A new experimental programme in India led by the World Economic Forum (WEF) has shown how drone technology can be used to bring quality healthcare to people living in the remotest areas of the country.

Today the WEF published the findings of the trial, outlined in the report Medicine from the Sky, India: How Drones Can Make Primary Healthcare Accessible to All, offering a practical vision for delivering essential medicines to citizens who lack access to basic healthcare.

The report outlines how “healthcare professionals delivered vaccines, COVID-19 testing samples and medical products to a population of over 300,000 people represented by eight district health facilities in the Vikarabad district of the southern state of Telangana. WEF says the district was chosen because it includes communities living in the dense forests of the Anantagiri hills and that the trial involved over 300 drone sorties in a 45-day period”.
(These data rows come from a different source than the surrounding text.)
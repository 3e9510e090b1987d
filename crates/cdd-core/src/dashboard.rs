//! The dashboard owner: key routing by mode, update application and timers
//!
//! All state lives here and is only mutated from the task that owns the
//! `Dashboard`. Background work reports through the update channel returned by
//! [`Dashboard::new`], and the owner feeds each update back in with
//! [`Dashboard::apply`].

use crate::{
    update, Action, ActionDispatcher, ActionTimings, CreationWizard, EraseGate, LogLimits,
    LogStreamManager, PollingRefresher, SelectionController, Severity, StatsSampler, StatsView,
    StepOutcome, Update, UpdateReceiver,
};
use cdd_config::GlobalConfig;
use cdd_provider::{ContainerRuntime, ContainerSummary};
use std::sync::Arc;
use std::time::Duration;
use tokio::time::Instant;

/// Renderer-independent key
#[derive(Debug, Clone, Copy, PartialEq, Eq)]
pub enum Key {
    Up,
    Down,
    Left,
    Right,
    Enter,
    Esc,
    Backspace,
    Char(char),
}

/// Which component receives input
#[derive(Debug, Clone, Copy, PartialEq, Eq)]
pub enum Mode {
    Normal,
    Creating,
    ViewingLogs,
    ConfirmingErase,
}

/// Tunables, usually taken from the global config
#[derive(Debug, Clone, PartialEq)]
pub struct DashboardSettings {
    pub list_interval: Duration,
    pub stats_interval: Duration,
    pub exit_delay: Duration,
    pub timings: ActionTimings,
    pub logs: LogLimits,
    pub database_images: Vec<String>,
}

impl Default for DashboardSettings {
    fn default() -> Self {
        Self::from(&GlobalConfig::default())
    }
}

impl From<&GlobalConfig> for DashboardSettings {
    fn from(config: &GlobalConfig) -> Self {
        Self {
            list_interval: config.refresh.container_list(),
            stats_interval: config.refresh.container_stats(),
            exit_delay: config.ui.exit_delay(),
            timings: ActionTimings::from(config),
            logs: LogLimits::from(config),
            database_images: config.wizard.database_images.clone(),
        }
    }
}

pub struct Dashboard {
    settings: DashboardSettings,
    containers: Vec<ContainerSummary>,
    list_error: Option<String>,
    selection: SelectionController,
    refresher: PollingRefresher,
    sampler: StatsSampler,
    actions: ActionDispatcher,
    wizard: CreationWizard,
    logs: LogStreamManager,
    viewing_logs: bool,
    exit_at: Option<Instant>,
    should_quit: bool,
}

impl Dashboard {
    /// Build a dashboard around `runtime`. Nothing runs until [`Dashboard::start`].
    pub fn new(
        runtime: Arc<dyn ContainerRuntime>,
        settings: DashboardSettings,
    ) -> (Self, UpdateReceiver) {
        let (tx, rx) = update::channel();
        let dashboard = Self {
            containers: Vec::new(),
            list_error: None,
            selection: SelectionController::new(),
            refresher: PollingRefresher::new(runtime.clone(), tx.clone()),
            sampler: StatsSampler::new(runtime.clone(), tx.clone()),
            actions: ActionDispatcher::new(runtime.clone(), tx.clone(), settings.timings),
            wizard: CreationWizard::new(settings.database_images.clone()),
            logs: LogStreamManager::new(runtime, tx, settings.logs),
            viewing_logs: false,
            exit_at: None,
            should_quit: false,
            settings,
        };
        (dashboard, rx)
    }

    /// Begin polling the container list
    pub fn start(&mut self) {
        self.refresher.start(self.settings.list_interval);
    }

    /// Stop every background source
    pub fn shutdown(&mut self) {
        self.refresher.stop();
        self.sampler.stop();
        self.logs.close();
    }

    pub fn mode(&self) -> Mode {
        if self.wizard.is_active() {
            Mode::Creating
        } else if matches!(self.actions.erase_gate(), EraseGate::AwaitingConfirmation { .. }) {
            Mode::ConfirmingErase
        } else if self.viewing_logs {
            Mode::ViewingLogs
        } else {
            Mode::Normal
        }
    }

    /// Route one key according to the current mode
    pub fn handle_key(&mut self, key: Key) {
        if self.exit_at.is_some() {
            return;
        }

        match self.mode() {
            Mode::Creating => self.handle_creating_key(key),
            Mode::ConfirmingErase => self.handle_confirm_key(key),
            Mode::ViewingLogs => self.handle_logs_key(key),
            Mode::Normal => self.handle_normal_key(key),
        }
    }

    fn handle_normal_key(&mut self, key: Key) {
        match key {
            Key::Up | Key::Char('k') => {
                self.selection.up();
                self.sync_stats();
            }
            Key::Down | Key::Char('j') => {
                self.selection.down();
                self.sync_stats();
            }
            Key::Char('i') => self.dispatch_selected(Action::Start),
            Key::Char('p') => self.dispatch_selected(Action::Stop),
            Key::Char('r') => self.dispatch_selected(Action::Restart),
            Key::Char('e') => {
                if let Some(container) = self.selected_container().cloned() {
                    self.actions.request_erase(&container);
                } else {
                    self.warn_no_selection();
                }
            }
            Key::Char('l') => {
                if let Some(id) = self.selected_container().map(|c| c.id.clone()) {
                    self.logs.open(&id);
                    self.viewing_logs = true;
                } else {
                    self.warn_no_selection();
                }
            }
            Key::Char('c') => self.wizard.open(),
            Key::Char('q') => self.quit(),
            _ => {}
        }
    }

    fn handle_creating_key(&mut self, key: Key) {
        match key {
            Key::Esc => self.wizard.cancel(),
            Key::Enter => {
                if let StepOutcome::Submitted(request) = self.wizard.next_step() {
                    self.actions.create(&request);
                }
            }
            Key::Backspace => self.wizard.current_field_mut().backspace(),
            Key::Left => self.wizard.current_field_mut().move_left(),
            Key::Right => self.wizard.current_field_mut().move_right(),
            Key::Char(c) => self.wizard.current_field_mut().insert(c),
            Key::Up | Key::Down => {}
        }
    }

    fn handle_confirm_key(&mut self, key: Key) {
        match key {
            Key::Char('y') | Key::Char('Y') => {
                self.actions.confirm_erase(&self.containers);
            }
            Key::Char('n') | Key::Char('N') | Key::Esc => self.actions.cancel_erase(),
            _ => {}
        }
    }

    fn handle_logs_key(&mut self, key: Key) {
        if matches!(key, Key::Esc | Key::Char('q')) {
            self.logs.close();
            self.viewing_logs = false;
        }
    }

    fn dispatch_selected(&mut self, action: Action) {
        match self.selected_container().cloned() {
            Some(container) => {
                self.actions
                    .dispatch(&container, action, action.default_precondition());
            }
            None => self.warn_no_selection(),
        }
    }

    fn warn_no_selection(&mut self) {
        let short = self.settings.timings.short;
        self.actions
            .notify("No container selected.", Severity::Warning, Some(short));
    }

    fn quit(&mut self) {
        tracing::info!("Quit requested");
        self.actions.notify("Exiting...", Severity::Info, None);
        self.exit_at = Some(Instant::now() + self.settings.exit_delay);
    }

    /// Apply one background result
    pub fn apply(&mut self, update: Update) {
        match update {
            Update::Containers { generation, result } => {
                if !self.refresher.accepts(generation) {
                    return;
                }
                match result {
                    Ok(containers) => {
                        self.containers = containers;
                        self.list_error = None;
                        self.selection.on_list_replaced(self.containers.len());
                        self.actions.revalidate_erase(&self.containers);
                        self.sync_stats();
                    }
                    Err(e) => self.list_error = Some(e.to_string()),
                }
            }
            Update::Stats {
                generation,
                id,
                result,
            } => {
                self.sampler.apply(generation, &id, result);
            }
            Update::ActionFinished {
                id,
                name,
                action,
                result,
            } => {
                if self.actions.complete(&id, &name, action, result) {
                    self.refresher.refresh_now();
                }
            }
            Update::Created { image, result } => {
                if self.actions.complete_create(&image, result) {
                    self.refresher.refresh_now();
                }
            }
            Update::Log { generation, event } => {
                self.logs.apply(generation, event);
            }
        }
    }

    /// Sample stats only for the selected container, and only while it runs
    fn sync_stats(&mut self) {
        let wanted = self
            .selected_container()
            .filter(|c| c.is_running())
            .map(|c| c.id.clone());

        match wanted {
            Some(id) if self.sampler.target() != Some(&id) => {
                self.sampler.start(id, self.settings.stats_interval);
            }
            Some(_) => {}
            None if self.sampler.target().is_some() => self.sampler.stop(),
            None => {}
        }
    }

    /// Expire messages and finish a pending quit
    pub fn tick(&mut self, now: Instant) {
        self.actions.tick(now);
        if matches!(self.exit_at, Some(at) if now >= at) {
            self.should_quit = true;
        }
    }

    pub fn containers(&self) -> &[ContainerSummary] {
        &self.containers
    }

    pub fn selected_index(&self) -> Option<usize> {
        self.selection.selected()
    }

    pub fn selected_container(&self) -> Option<&ContainerSummary> {
        self.selection.selected().and_then(|i| self.containers.get(i))
    }

    pub fn list_error(&self) -> Option<&str> {
        self.list_error.as_deref()
    }

    pub fn stats(&self) -> &StatsView {
        self.sampler.view()
    }

    pub fn stats_target(&self) -> Option<&cdd_provider::ContainerId> {
        self.sampler.target()
    }

    pub fn actions(&self) -> &ActionDispatcher {
        &self.actions
    }

    pub fn wizard(&self) -> &CreationWizard {
        &self.wizard
    }

    pub fn logs(&self) -> &LogStreamManager {
        &self.logs
    }

    pub fn should_quit(&self) -> bool {
        self.should_quit
    }

    pub fn is_exiting(&self) -> bool {
        self.exit_at.is_some()
    }
}
//! Command implementations and logging setup for the `cdd` binary

pub mod commands;
pub mod logging;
According to the press release “The trial oversaw the first vaccine delivery over long range (beyond visual line of sight) in Asia. It is part of a wider programme, Medicine from the Sky, led by the World Economic Forum’s Centre for the Fourth Industrial Revolution India, in partnership with the Government of Telangana, Apollo Hospital’s Healthnet Global and NITI Aayog, the Indian government’s federal think-tank. The programme aims to work with business, policy-makers and communities to use drone technology to extend urban-grade healthcare to India’s remotest areas. Multiple stakeholders were consulted throughout, including healthcare workers, local communities, local police, district-level administrators and local air traffic control”.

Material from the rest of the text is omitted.